Personal information
- Born: April 25, 1918 Frankfort, Indiana, U.S.
- Died: January 25, 2000 (aged 81) Claremont, California, U.S.
- Listed height: 6 ft 3 in (1.91 m)
- Listed weight: 200 lb (91 kg)

Career information
- High school: Fairfax (Los Angeles, California) Black-Foxe Military Institute (Hollywood, California)
- College: USC (1937–1939)

Career history
- Washington Redskins (1941)*; Hollywood Bears (1941); Green Bay Packers (1942); Los Angeles Mustangs (1943); Los Angeles Bulldogs (1943); San Diego Naval Training Station Bluejackets (1944);
- * Offseason or practice squad member only

Career statistics
- Games played: 9
- Games started: 2

= John Stonebraker =

American football player (1918–2000)

John Shanklin Stonebraker (April 25, 1918 – January 25, 2000) was an American professional football player. An end, he played college football for the USC Trojans and was a member of their 1939 national championship team. He later played professionally in the National Football League (NFL) for the Green Bay Packers in 1942. He was also a member of the Washington Redskins and played two seasons in the Pacific Coast Professional Football League (PCFL) with the Hollywood Bears, Los Angeles Mustangs and Los Angeles Bulldogs, earning All-PCFL honors in 1941.

== Life and career ==
Stonebraker was born on April 25, 1918, in Frankfort, Indiana. He later moved to California where he attended Fairfax High School and later Black-Foxe Military Institute in Los Angeles. He played football as an end in high school, earning second-team all-city honors at Fairfax in 1934 and 1935. He then played for Black-Foxe during the 1936 season.

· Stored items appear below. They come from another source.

/*!
 * Process Supervisor
 *
 * One task per launched process. It exclusively owns the OS child handle,
 * applies kill requests and the deadline, reports the exit to the registry
 * and the waiting caller, then evicts the record after retention.
 */

use super::escalation::{Escalation, EscalationAction};
use super::registry::{derive_status, ExitOutcome, KillReason, ProcessSignal};
use super::state::ManagerState;
use super::types::{CommandResult, LifecycleEvent, ProcessStatus};
use crate::core::errors::{ExecError, ExecResult};
use crate::core::limits::{
    MAX_CAPTURED_OUTPUT_BYTES, OUTPUT_DRAIN_TIMEOUT, VISIBLE_TERMINAL_PLACEHOLDER,
};
use crate::core::types::{OsPid, ProcessId};
use parking_lot::Mutex;
use std::process::ExitStatus;
use std::sync::Arc;
use tokio::io::{AsyncRead, AsyncReadExt};
use tokio::process::Child;
use tokio::sync::{mpsc, oneshot};
use tokio::task::JoinHandle;
use tokio::time::Instant;
use tracing::{debug, error, info, warn};

/// Everything a supervisor needs besides the child and its control channel
pub(crate) struct Supervision {
    pub id: ProcessId,
    pub pid: Option<OsPid>,
    pub started: Instant,
    pub deadline: Instant,
    pub state: Arc<ManagerState>,
    pub reply: oneshot::Sender<ExecResult<CommandResult>>,
}

pub(crate) async fn supervise(
    mut child: Child,
    mut control: mpsc::UnboundedReceiver<ProcessSignal>,
    sup: Supervision,
) {
    let Supervision {
        id,
        pid,
        started,
        deadline,
        state,
        reply,
    } = sup;

    let capture = child.stdout.is_some();
    let stdout = child.stdout.take().map(CapturedStream::spawn);
    let stderr = child.stderr.take().map(CapturedStream::spawn);

    let mut escalation = Escalation::armed(deadline);
    let mut control_open = true;

    let exit = loop {
        let wakeup = escalation.wakeup();
        tokio::select! {
            status = child.wait() => break status,

            signal = control.recv(), if control_open => match signal {
                Some(ProcessSignal::Terminate { grace }) => {
                    if escalation.begin_grace(Instant::now(), grace) {
                        debug!(id = %id, ?grace, "Graceful termination requested");
                        if !terminate_gracefully(pid) {
                            kill_forcefully(&mut child, pid).await;
                            escalation.disarm();
                        }
                    }
                }
                Some(ProcessSignal::Kill) => {
                    debug!(id = %id, "Forceful termination requested");
                    kill_forcefully(&mut child, pid).await;
                    escalation.disarm();
                }
                None => {
                    // Record dropped while still running: the registry was cleared
                    control_open = false;
                    kill_forcefully(&mut child, pid).await;
                    escalation.disarm();
                }
            },

            _ = sleep_until(wakeup) => match escalation.fire(Instant::now()) {
                Some(EscalationAction::DeadlineExpired) => {
                    warn!(id = %id, "Deadline reached, killing process");
                    state.registry.lock().mark_timed_out(&id);
                    kill_forcefully(&mut child, pid).await;
                }
                Some(EscalationAction::GraceExpired) => {
                    warn!(id = %id, "Grace period elapsed, killing process");
                    kill_forcefully(&mut child, pid).await;
                }
                None => {}
            },
        }
    };

    let outcome = match exit {
        Ok(status) => exit_outcome(&status),
        Err(e) => {
            error!(id = %id, error = %e, "Waiting on process failed");
            ExitOutcome::default()
        }
    };

    let finalized = state.registry.lock().finalize(&id, outcome.clone());
    if let Some(pid) = pid {
        state.sampler.forget(pid);
    }

    let drain_deadline = Instant::now() + OUTPUT_DRAIN_TIMEOUT;
    let (stdout, stdout_truncated) = drain(stdout, drain_deadline).await;
    let (stderr, stderr_truncated) = drain(stderr, drain_deadline).await;

    let (status, execution_time) = match finalized {
        Some(finalized) => (finalized.status, finalized.execution_time),
        // Cleared by shutdown before the exit arrived
        None => (
            derive_status(Some(KillReason::Shutdown), &outcome),
            started.elapsed(),
        ),
    };

    info!(
        id = %id,
        pid,
        status = %status,
        exit_code = outcome.exit_code,
        signal = outcome.signal.as_deref(),
        elapsed_ms = execution_time.as_millis() as u64,
        "Process exited"
    );
    state.emit(LifecycleEvent::ProcessExited {
        id: id.clone(),
        status,
    });
    state.exited.notify_waiters();

    let result = if status == ProcessStatus::Completed {
        Ok(CommandResult {
            stdout: if capture {
                stdout
            } else {
                VISIBLE_TERMINAL_PLACEHOLDER.to_string()
            },
            stderr,
            exit_code: outcome.exit_code,
            signal: outcome.signal,
            execution_time_ms: execution_time.as_millis() as u64,
            truncated: stdout_truncated || stderr_truncated,
        })
    } else {
        Err(ExecError::ProcessTerminated {
            status,
            exit_code: outcome.exit_code,
            signal: outcome.signal,
            stderr,
        })
    };
    // The caller may have given up waiting
    let _ = reply.send(result);

    if finalized.is_none() {
        return;
    }

    tokio::time::sleep(state.retention).await;
    let evicted = state
        .registry
        .lock()
        .evict_if_expired(&id, Instant::now(), state.retention);
    if evicted {
        debug!(id = %id, "Process record evicted");
        state.emit(LifecycleEvent::ProcessCleanedUp { id });
    }
}

async fn sleep_until(wakeup: Option<Instant>) {
    match wakeup {
        Some(at) => tokio::time::sleep_until(at).await,
        None => std::future::pending::<()>().await,
    }
}

/// Send the platform's graceful request. False when there is none.
fn terminate_gracefully(pid: Option<OsPid>) -> bool {
    #[cfg(unix)]
    {
        match pid {
            Some(pid) => signal_group(pid, nix::sys::signal::Signal::SIGTERM),
            None => false,
        }
    }

    #[cfg(not(unix))]
    {
        let _ = pid;
        false
    }
}

async fn kill_forcefully(child: &mut Child, pid: Option<OsPid>) {
    #[cfg(unix)]
    {
        if let Some(pid) = pid {
            if signal_group(pid, nix::sys::signal::Signal::SIGKILL) {
                return;
            }
        }
    }

    #[cfg(windows)]
    {
        if let Some(pid) = pid {
            if taskkill_tree(pid).await {
                return;
            }
        }
    }

    if let Err(e) = child.start_kill() {
        warn!(pid, error = %e, "Failed to kill process");
    }
}

/// Signal the whole process group led by `pid`
#[cfg(unix)]
fn signal_group(pid: OsPid, signal: nix::sys::signal::Signal) -> bool {
    use nix::sys::signal::killpg;
    use nix::unistd::Pid;

    let Ok(raw) = i32::try_from(pid) else {
        return false;
    };
    match killpg(Pid::from_raw(raw), signal) {
        Ok(()) => true,
        Err(e) => {
            debug!(pid, ?signal, error = %e, "Group signal failed");
            false
        }
    }
}

#[cfg(windows)]
async fn taskkill_tree(pid: OsPid) -> bool {
    let status = tokio::process::Command::new("taskkill")
        .args(["/PID", &pid.to_string(), "/T", "/F"])
        .stdout(std::process::Stdio::null())
        .stderr(std::process::Stdio::null())
        .status()
        .await;
    matches!(status, Ok(s) if s.success())
}

fn exit_outcome(status: &ExitStatus) -> ExitOutcome {
    #[cfg(unix)]
    let signal = {
        use std::os::unix::process::ExitStatusExt;
        status.signal().map(signal_name)
    };
    #[cfg(not(unix))]
    let signal = None;

    ExitOutcome {
        exit_code: status.code(),
        signal,
    }
}

#[cfg(unix)]
fn signal_name(raw: i32) -> String {
    nix::sys::signal::Signal::try_from(raw)
        .map(|s| s.as_str().to_string())
        .unwrap_or_else(|_| format!("SIG{}", raw))
}

#[derive(Debug, Default)]
struct CapturedOutput {
    bytes: Vec<u8>,
    truncated: bool,
}

impl CapturedOutput {
    fn push(&mut self, chunk: &[u8]) {
        let room = MAX_CAPTURED_OUTPUT_BYTES.saturating_sub(self.bytes.len());
        if chunk.len() > room {
            self.truncated = true;
        }
        self.bytes.extend_from_slice(&chunk[..chunk.len().min(room)]);
    }
}

/// Reader task filling a bounded buffer
struct CapturedStream {
    buffer: Arc<Mutex<CapturedOutput>>,
    task: JoinHandle<()>,
}

impl CapturedStream {
    fn spawn<R>(mut reader: R) -> Self
    where
        R: AsyncRead + Unpin + Send + 'static,
    {
        let buffer = Arc::new(Mutex::new(CapturedOutput::default()));
        let sink = buffer.clone();
        let task = tokio::spawn(async move {
            let mut chunk = [0u8; 8192];
            loop {
                match reader.read(&mut chunk).await {
                    Ok(0) | Err(_) => break,
                    Ok(n) => sink.lock().push(&chunk[..n]),
                }
            }
        });
        Self { buffer, task }
    }
}

/// Wait for EOF until `deadline`, then take whatever was read
async fn drain(stream: Option<CapturedStream>, deadline: Instant) -> (String, bool) {
    let Some(mut stream) = stream else {
        return (String::new(), false);
    };
    if tokio::time::timeout_at(deadline, &mut stream.task).await.is_err() {
        debug!("Output still open after exit, abandoning the pipe");
        stream.task.abort();
    }

    let output = std::mem::take(&mut *stream.buffer.lock());
    (
        String::from_utf8_lossy(&output.bytes).into_owned(),
        output.truncated,
    )
}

Stonebraker enrolled at the University of Southern California (USC) in 1937 and played for the USC Trojans football team. He also competed for the USC Trojans track and field team, specializing in the javelin throw and shot put. He received his first varsity letter with the football team in 1938 and was one of their "outstanding pass receivers". He helped them compile a record of 9–2 with an appearance in the 1939 Rose Bowl, where they defeated the Duke Blue Devils. In preparation for the 1939 season, Stonebraker worked moving 300 lb ice blocks. He caught a 41-yard touchdown pass in the team's win over rival California and helped them compile an undefeated 8–0–2 record with a national championship title. He left USC in 1940.

Stonebraker signed with the Washington Redskins of the NFL on August 13, 1941, but was released on September 22 without appearing in a game. After his release, he joined the Hollywood Bears of the Pacific Coast Professional Football League (PCFL), starting all eight games while recording one receiving touchdown. He was named to the All-PCFL team and helped the Bears compile an undefeated 8–0 record. In June 1942, he signed with the Green Bay Packers. The Green Bay Press-Gazette described him as a "rugged right end" and noted that he was "highly recommended" to the Packers. Stonebraker appeared in nine games, two as a starter, helping the Packers finish second in their division with a record of 8–2–1. He did not return to the Packers in 1943.

Stonebraker signed with the Los Angeles Mustangs of the PCFL in 1943 and later joined the Los Angeles Bulldogs towards the end of the season to play tackle. He later served in the United States Navy. In 1944, while in the Navy, he played for the San Diego Naval Training Station Bluejackets.

Stonebraker married Marjorie Frantz in May 1939 and they had a son; he died on January 25, 2000, at the Pomona Valley Hospital Medical Center, at the age of 81.